俳優の中村倫也が28日、都内で行われたミュージカル『ルードヴィヒ~Beethoven The Piano』公開ゲネプロ&開幕直前取材会に、木下晴香、福士誠治、上演台本・演出の河原雅彦氏とともに参加した。
本作は2018年末~2019年にかけて韓国で初演されたミュージカル。天才音楽家であり、聴力を失ってなお音楽への情熱を注ぎ込んだベートーベンの生涯を、彼がつづった音楽とオリジナル楽曲で描く。青年期のルードヴィヒを中村が演じ、マリ―役を木下、もう1人のルードヴィヒなどを福士が演じる。
中村は、演じる役について「音楽が大好きで、夢を持って、夢に破れかけて、また夢を持って、波乱に満ちた……魂を注いでいる人なんだなということを日々感じながらやっています」と述べ、「そこまでの情熱は普段僕がリアルに道を歩いているような状態ではとても表現できないエネルギーなので、自分を奮い立たせながら、誰もが知るベートーベンが残した思いやものを、少しでも説得力を持ってできるように頑張ろうかなと思っています」と意気込んだ。
また、「歌う曲が15曲あるんですけど、どれも本当に素晴らしい」と言い、さらに「いい意味でも悪い意味でも異常な人しか出てこないので、単純にそれを面白がっていただいてもいいですし、いい部分は刺激を受けていただいて、悪い部分はそういうこともあるかもねってちょっとだけ寄り添って見てもらえる舞台。気が付いたら舞台が終わっていて、ぼーっとしながら帰る舞台になるんじゃないかなと思います。見るぞ! と思って、少しでも何かを浴びていただけたらと思います」と語った。
座長ぶりについては、「今回座長らしいことあんましてないんですよね。みんな真面目で、放っておいてもやるタイプの役者が多くて。自分の役がやること多いし疲れる役なので、毎日毎日それを一生懸命やっていただけで、まだ誰にも何もおごってないですし」と謙遜気味。福士は「そんなことないですよ。ちゃんと背中を見ていますよ」と言い、木下も「ものすごく視野が広く、いろんな角度から作品のことを見ていらっしゃるんだろうなと感じる。お芝居を見ていてすごいなって思いますが、すごいなで終わらず、引っ張り上げてくださるような、憧れで終わらない感覚がありました」と刺激を受けているようだった。

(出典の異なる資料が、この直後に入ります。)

//! Error types for workload
//!
//! Centralized error handling using thiserror. Configuration errors surface
//! before any ticking begins; per-tick errors are logged and counted by the
//! scheduler and never stop it.

use thiserror::Error;

/// All error types that can occur while building or running a workload
#[derive(Debug, Error)]
pub enum WorkloadError {
    /// A request weight is zero, negative, NaN or infinite, or there was
    /// nothing to choose from
    #[error("Invalid weight: {0}")]
    InvalidWeight(String),

    /// The set of request templates cannot drive a scheduler
    #[error("Invalid template set: {0}")]
    InvalidTemplateSet(String),

    /// The requests-per-minute rate is not a positive finite number
    #[error("Invalid rate: {0}")]
    InvalidRate(String),

    /// Malformed brace-expansion syntax in a URL
    #[error("Invalid pattern: {0}")]
    InvalidPattern(String),

    /// Invalid state transition or operation
    #[error("Invalid state: {0}")]
    InvalidState(String),

    /// A one-line request descriptor or header argument could not be parsed
    #[error("Invalid descriptor: {0}")]
    InvalidDescriptor(String),

    /// Configuration could not be resolved
    #[error("Config error: {0}")]
    Config(String),

    /// A filter step failed for reasons of its own
    #[error("Filter error: {0}")]
    Filter(String),

    /// IO error
    #[error("IO error: {0}")]
    Io(#[from] std::io::Error),

    /// JSON serialization/deserialization error
    #[error("JSON error: {0}")]
    Json(#[from] serde_json::Error),

    /// YAML deserialization error
    #[error("YAML error: {0}")]
    Yaml(#[from] serde_yaml::Error),

    /// CSV decoding error
    #[error("CSV error: {0}")]
    Csv(#[from] csv::Error),
}

/// Result type alias for workload operations
pub type Result<T> = std::result::Result<T, WorkloadError>;
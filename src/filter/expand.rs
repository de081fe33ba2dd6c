//! Brace expansion for URL patterns.
//!
//! Supports comma lists (`{a,b,c}`), numeric sequences with optional step
//! and zero padding (`{1..9}`, `{01..10}`, `{0..100..25}`, descending
//! `{5..1}`), single-character sequences (`{a..e}`), nesting
//! (`{a,b{1..3}}`) and several groups in one pattern, which expand as a
//! cartesian product in order.
//!
//! A brace pair with neither a top-level comma nor a sequence, like `{x}`
//! or `{}`, stays literal. Unbalanced braces, a zero step and sequences
//! mixing numbers and letters are `InvalidPattern`.

use crate::error::{Result, WorkloadError};

/// Upper bound on the number of strings one pattern may expand to.
pub const MAX_EXPANSIONS: usize = 100_000;

#[derive(Debug, Clone)]
enum Node {
    Literal(String),
    Choice(Vec<Vec<Node>>),
}

/// Expand `pattern` into its full ordered list of literal strings.
pub fn expand(pattern: &str) -> Result<Vec<String>> {
    let chars: Vec<char> = pattern.chars().collect();
    let nodes = parse(&chars, 0)?;
    expand_nodes(&nodes)
}

fn invalid(message: String) -> WorkloadError {
    WorkloadError::InvalidPattern(message)
}

/// Parse a balanced region. `offset` is only used for error positions.
fn parse(chars: &[char], offset: usize) -> Result<Vec<Node>> {
    let mut nodes = Vec::new();
    let mut literal = String::new();
    let mut i = 0;

    while i < chars.len() {
        match chars[i] {
            '{' => {
                let close = matching_close(chars, i)
                    .ok_or_else(|| invalid(format!("unclosed '{{' at position {}", offset + i)))?;
                if !literal.is_empty() {
                    nodes.push(Node::Literal(std::mem::take(&mut literal)));
                }
                nodes.extend(parse_group(&chars[i + 1..close], offset + i + 1)?);
                i = close + 1;
            }
            '}' => return Err(invalid(format!("unmatched '}}' at position {}", offset + i))),
            c => {
                literal.push(c);
                i += 1;
            }
        }
    }

    if !literal.is_empty() {
        nodes.push(Node::Literal(literal));
    }
    Ok(nodes)
}

fn matching_close(chars: &[char], open: usize) -> Option<usize> {
    let mut depth = 0usize;
    for (i, c) in chars.iter().enumerate().skip(open) {
        match c {
            '{' => depth += 1,
            '}' => {
                depth -= 1;
                if depth == 0 {
                    return Some(i);
                }
            }
            _ => {}
        }
    }
    None
}

/// Parse the inside of one brace pair.
fn parse_group(body: &[char], offset: usize) -> Result<Vec<Node>> {
    let parts = split_top_level(body);
    if parts.len() > 1 {
        let mut alternatives = Vec::with_capacity(parts.len());
        let mut start = 0;
        for part in parts {
            alternatives.push(parse(part, offset + start)?);
            start += part.len() + 1;
        }
        return Ok(vec![Node::Choice(alternatives)]);
    }

    let text: String = body.iter().collect();
    if let Some(items) = parse_sequence(&text)? {
        let alternatives = items.into_iter().map(|s| vec![Node::Literal(s)]).collect();
        return Ok(vec![Node::Choice(alternatives)]);
    }

    // Not an expansion: keep the braces, still expand anything inside
    let mut nodes = vec![Node::Literal("{".to_string())];
    nodes.extend(parse(body, offset)?);
    nodes.push(Node::Literal("}".to_string()));
    Ok(nodes)
}

fn split_top_level(body: &[char]) -> Vec<&[char]> {
    let mut parts = Vec::new();
    let mut depth = 0usize;
    let mut start = 0;
    for (i, c) in body.iter().enumerate() {
        match c {
            '{' => depth += 1,
            '}' => depth = depth.saturating_sub(1),
            ',' if depth == 0 => {
                parts.push(&body[start..i]);
                start = i + 1;
            }
            _ => {}
        }
    }
    parts.push(&body[start..]);
    parts
}

enum Bound {
    Number(i64),
    Char(char),
}

fn parse_bound(s: &str) -> Option<Bound> {
    if let Ok(n) = s.parse::<i64>() {
        return Some(Bound::Number(n));
    }
    let mut chars = s.chars();
    match (chars.next(), chars.next()) {
        (Some(c), None) if c.is_ascii_alphabetic() => Some(Bound::Char(c)),
        _ => None,
    }
}

fn is_padded(s: &str) -> bool {
    let digits = s.trim_start_matches('-');
    digits.len() > 1 && digits.starts_with('0')
}

/// `Ok(None)` when `text` is not sequence syntax at all.
fn parse_sequence(text: &str) -> Result<Option<Vec<String>>> {
    let parts: Vec<&str> = text.split("..").collect();
    if parts.len() != 2 && parts.len() != 3 {
        return Ok(None);
    }

    let (Some(start), Some(end)) = (parse_bound(parts[0]), parse_bound(parts[1])) else {
        return Ok(None);
    };

    let step = match parts.get(2) {
        Some(raw) => raw
            .parse::<i64>()
            .map_err(|_| invalid(format!("invalid step '{}' in '{{{}}}'", raw, text)))?,
        None => 1,
    };
    if step == 0 {
        return Err(invalid(format!("zero step in '{{{}}}'", text)));
    }
    let step = step.unsigned_abs();

    match (start, end) {
        (Bound::Number(a), Bound::Number(b)) => {
            let count = (a.abs_diff(b) / step)
                .checked_add(1)
                .filter(|count| *count <= MAX_EXPANSIONS as u64)
                .ok_or_else(|| invalid(format!("'{{{}}}' expands to more than {} values", text, MAX_EXPANSIONS)))?
                as usize;
            let width = if is_padded(parts[0]) || is_padded(parts[1]) {
                parts[0].len().max(parts[1].len())
            } else {
                0
            };
            let mut values = Vec::with_capacity(count);
            let mut current = a as i128;
            let step = if a <= b { step as i128 } else { -(step as i128) };
            for _ in 0..count {
                values.push(format!("{:0width$}", current, width = width));
                current += step;
            }
            Ok(Some(values))
        }
        (Bound::Char(a), Bound::Char(b)) => {
            let (a, b) = (a as u32, b as u32);
            let count = (a.abs_diff(b) as u64 / step) as usize + 1;
            let values = (0..count)
                .filter_map(|i| {
                    let delta = (i as u64 * step) as u32;
                    let code = if a <= b { a + delta } else { a - delta };
                    char::from_u32(code).map(String::from)
                })
                .collect();
            Ok(Some(values))
        }
        _ => Err(invalid(format!("sequence '{{{}}}' mixes numbers and letters", text))),
    }
}

fn expand_nodes(nodes: &[Node]) -> Result<Vec<String>> {
    let mut results = vec![String::new()];

    for node in nodes {
        match node {
            Node::Literal(text) => {
                for result in &mut results {
                    result.push_str(text);
                }
            }
            Node::Choice(alternatives) => {
                let mut expanded = Vec::new();
                for alternative in alternatives {
                    expanded.extend(expand_nodes(alternative)?);
                    if results.len().saturating_mul(expanded.len()) > MAX_EXPANSIONS {
                        return Err(invalid(format!("pattern expands to more than {} values", MAX_EXPANSIONS)));
                    }
                }
                results = results
                    .iter()
                    .flat_map(|prefix| expanded.iter().map(move |suffix| format!("{}{}", prefix, suffix)))
                    .collect();
            }
        }
    }

    Ok(results)
}
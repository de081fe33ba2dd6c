//! Dispatch of filtered requests and reporting of their outcome.
//!
//! The [`Dispatcher`] merges headers, calls the [`Transport`] and sends a
//! [`WorkloadEvent`] down the event channel: a `Visit` when a response came
//! back (whatever its status), an `Error` when none did.

use std::sync::Arc;

pub mod event;
pub mod transport;

pub use event::{ErrorEvent, EventReceiver, EventSender, ResponseMeta, Visit, WorkloadEvent, event_channel};
pub use transport::{ReqwestTransport, Transport, TransportError, TransportResponse};

use crate::request::{Headers, WorkingRequest, set_header};

/// Default identifying header name.
pub const DEFAULT_AGENT_HEADER: &str = "user-agent";

/// Default identifying header value: `workload/<version>`.
pub const DEFAULT_AGENT: &str = concat!(env!("CARGO_PKG_NAME"), "/", env!("CARGO_PKG_VERSION"));

/// The fixed header naming this tool on every request.
#[derive(Debug, Clone, PartialEq, Eq)]
pub struct AgentHeader {
    pub name: String,
    pub value: String,
}

impl AgentHeader {
    pub fn new(name: impl Into<String>, value: impl Into<String>) -> Self {
        Self {
            name: name.into(),
            value: value.into(),
        }
    }
}

impl Default for AgentHeader {
    fn default() -> Self {
        Self::new(DEFAULT_AGENT_HEADER, DEFAULT_AGENT)
    }
}

/// Sends requests and reports the outcome.
#[derive(Clone)]
pub struct Dispatcher {
    transport: Arc<dyn Transport>,
    default_headers: Headers,
    agent: AgentHeader,
    events: EventSender,
}

impl Dispatcher {
    pub fn new(transport: Arc<dyn Transport>, default_headers: Headers, agent: AgentHeader, events: EventSender) -> Self {
        Self {
            transport,
            default_headers,
            agent,
            events,
        }
    }

    /// Effective headers: defaults, then the request's own, then the
    /// identifying header. Later layers replace earlier ones ignoring case.
    pub fn merge_headers(&self, request_headers: &Headers) -> Headers {
        let mut merged = Headers::new();
        for (name, value) in self.default_headers.iter().chain(request_headers.iter()) {
            set_header(&mut merged, name, value);
        }
        set_header(&mut merged, &self.agent.name, &self.agent.value);
        merged
    }

    /// Send `request` and emit one event for it.
    pub async fn dispatch(&self, mut request: WorkingRequest) {
        request.headers = self.merge_headers(&request.headers);

        tracing::debug!(method = %request.method, url = %request.url, "Dispatching request");

        let event = match self.transport.send(&request).await {
            Ok(response) => WorkloadEvent::Visit(Visit {
                request,
                response: ResponseMeta {
                    status: response.status,
                    headers: response.headers,
                },
                body: response.body,
            }),
            Err(error) => {
                tracing::warn!(method = %request.method, url = %request.url, error = %error, "Request failed");
                WorkloadEvent::Error(ErrorEvent {
                    request,
                    error: Arc::new(error),
                })
            }
        };

        if self.events.send(event).is_err() {
            tracing::debug!("Event receiver dropped, discarding event");
        }
    }
}

#[cfg(test)]
mod tests {
    use super::*;
    use crate::request::RequestTemplate;
    use async_trait::async_trait;
    use std::sync::Mutex;

    /// Transport that records what it was asked to send.
    struct RecordingTransport {
        sent: Mutex<Vec<WorkingRequest>>,
        fail: bool,
    }

    impl RecordingTransport {
        fn new(fail: bool) -> Arc<Self> {
            Arc::new(Self {
                sent: Mutex::new(Vec::new()),
                fail,
            })
        }
    }

    #[async_trait]
    impl Transport for RecordingTransport {
        async fn send(&self, request: &WorkingRequest) -> Result<TransportResponse, TransportError> {
            self.sent.lock().unwrap().push(request.clone());
            if self.fail {
                return Err(TransportError::ConnectionReset("ECONNRESET".to_string()));
            }
            Ok(TransportResponse {
                status: 200,
                headers: Headers::new(),
                body: "ok".to_string(),
            })
        }
    }

    fn headers(pairs: &[(&str, &str)]) -> Headers {
        pairs.iter().map(|(k, v)| (k.to_string(), v.to_string())).collect()
    }

    #[test]
    fn test_default_agent() {
        let agent = AgentHeader::default();
        assert_eq!(agent.name, "user-agent");
        assert!(agent.value.starts_with("workload/"));
    }

    #[test]
    fn test_merge_headers_layers() {
        let (tx, _rx) = event_channel();
        let dispatcher = Dispatcher::new(
            RecordingTransport::new(false),
            headers(&[("a", "1"), ("shared", "default")]),
            AgentHeader::new("X-Agent", "workload/test"),
            tx,
        );

        let merged = dispatcher.merge_headers(&headers(&[("b", "2"), ("Shared", "request"), ("x-agent", "spoofed")]));
        assert_eq!(
            merged,
            headers(&[("a", "1"), ("b", "2"), ("Shared", "request"), ("X-Agent", "workload/test")])
        );
    }

    #[tokio::test]
    async fn test_dispatch_emits_visit_with_merged_headers() {
        let (tx, mut rx) = event_channel();
        let transport = RecordingTransport::new(false);
        let dispatcher = Dispatcher::new(
            transport.clone(),
            headers(&[("a", "1")]),
            AgentHeader::new("X-Agent", "workload/test"),
            tx,
        );

        let request = RequestTemplate::new("http://h/")
            .with_header("b", "2")
            .with_header("X-Agent", "filter-set")
            .to_working();
        dispatcher.dispatch(request).await;

        let expected = headers(&[("a", "1"), ("b", "2"), ("X-Agent", "workload/test")]);
        let sent = transport.sent.lock().unwrap().clone();
        assert_eq!(sent.len(), 1);
        assert_eq!(sent[0].headers, expected);

        match rx.recv().await.unwrap() {
            WorkloadEvent::Visit(visit) => {
                assert_eq!(visit.request.headers, expected);
                assert_eq!(visit.response.status, 200);
                assert_eq!(visit.body, "ok");
            }
            other => panic!("expected visit, got {:?}", other),
        }
    }

    #[tokio::test]
    async fn test_dispatch_failure_emits_error_only() {
        let (tx, mut rx) = event_channel();
        let dispatcher = Dispatcher::new(RecordingTransport::new(true), Headers::new(), AgentHeader::default(), tx);

        dispatcher.dispatch(RequestTemplate::new("http://h/").to_working()).await;
        drop(dispatcher);

        let event = rx.recv().await.unwrap();
        match event {
            WorkloadEvent::Error(error) => {
                assert!(matches!(*error.error, TransportError::ConnectionReset(_)));
                assert_eq!(error.request.url, "http://h/");
            }
            other => panic!("expected error, got {:?}", other),
        }
        assert!(rx.recv().await.is_none());
    }

    #[tokio::test]
    async fn test_dispatch_without_receiver_does_not_panic() {
        let (tx, rx) = event_channel();
        drop(rx);
        let dispatcher = Dispatcher::new(RecordingTransport::new(false), Headers::new(), AgentHeader::default(), tx);
        dispatcher.dispatch(RequestTemplate::new("http://h/").to_working()).await;
    }
}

中村とは7年ぶりのタッグとなった河原氏は、中村について「長い付き合いになりますが、いい意味で変わらないです」と言い、「倫也とやる時は圧倒的にすごいものを作ると決めていて、今回もいい稽古が積めました」と自信をのぞかせた。
ゲネプロでは、中村が歌を交えてベートーベンの苦悩や情熱を表現。音楽への情熱あふれるベートーベンを熱演した。
同舞台は、10月29日~11月13日に東京芸術劇場プレイハウス、11月16日~21日に大阪・梅田芸術劇場シアター・ドラマシティ、11月25日・26日に金沢・赤羽ホール、11月29日・30日に仙台・電力ホールにて上演。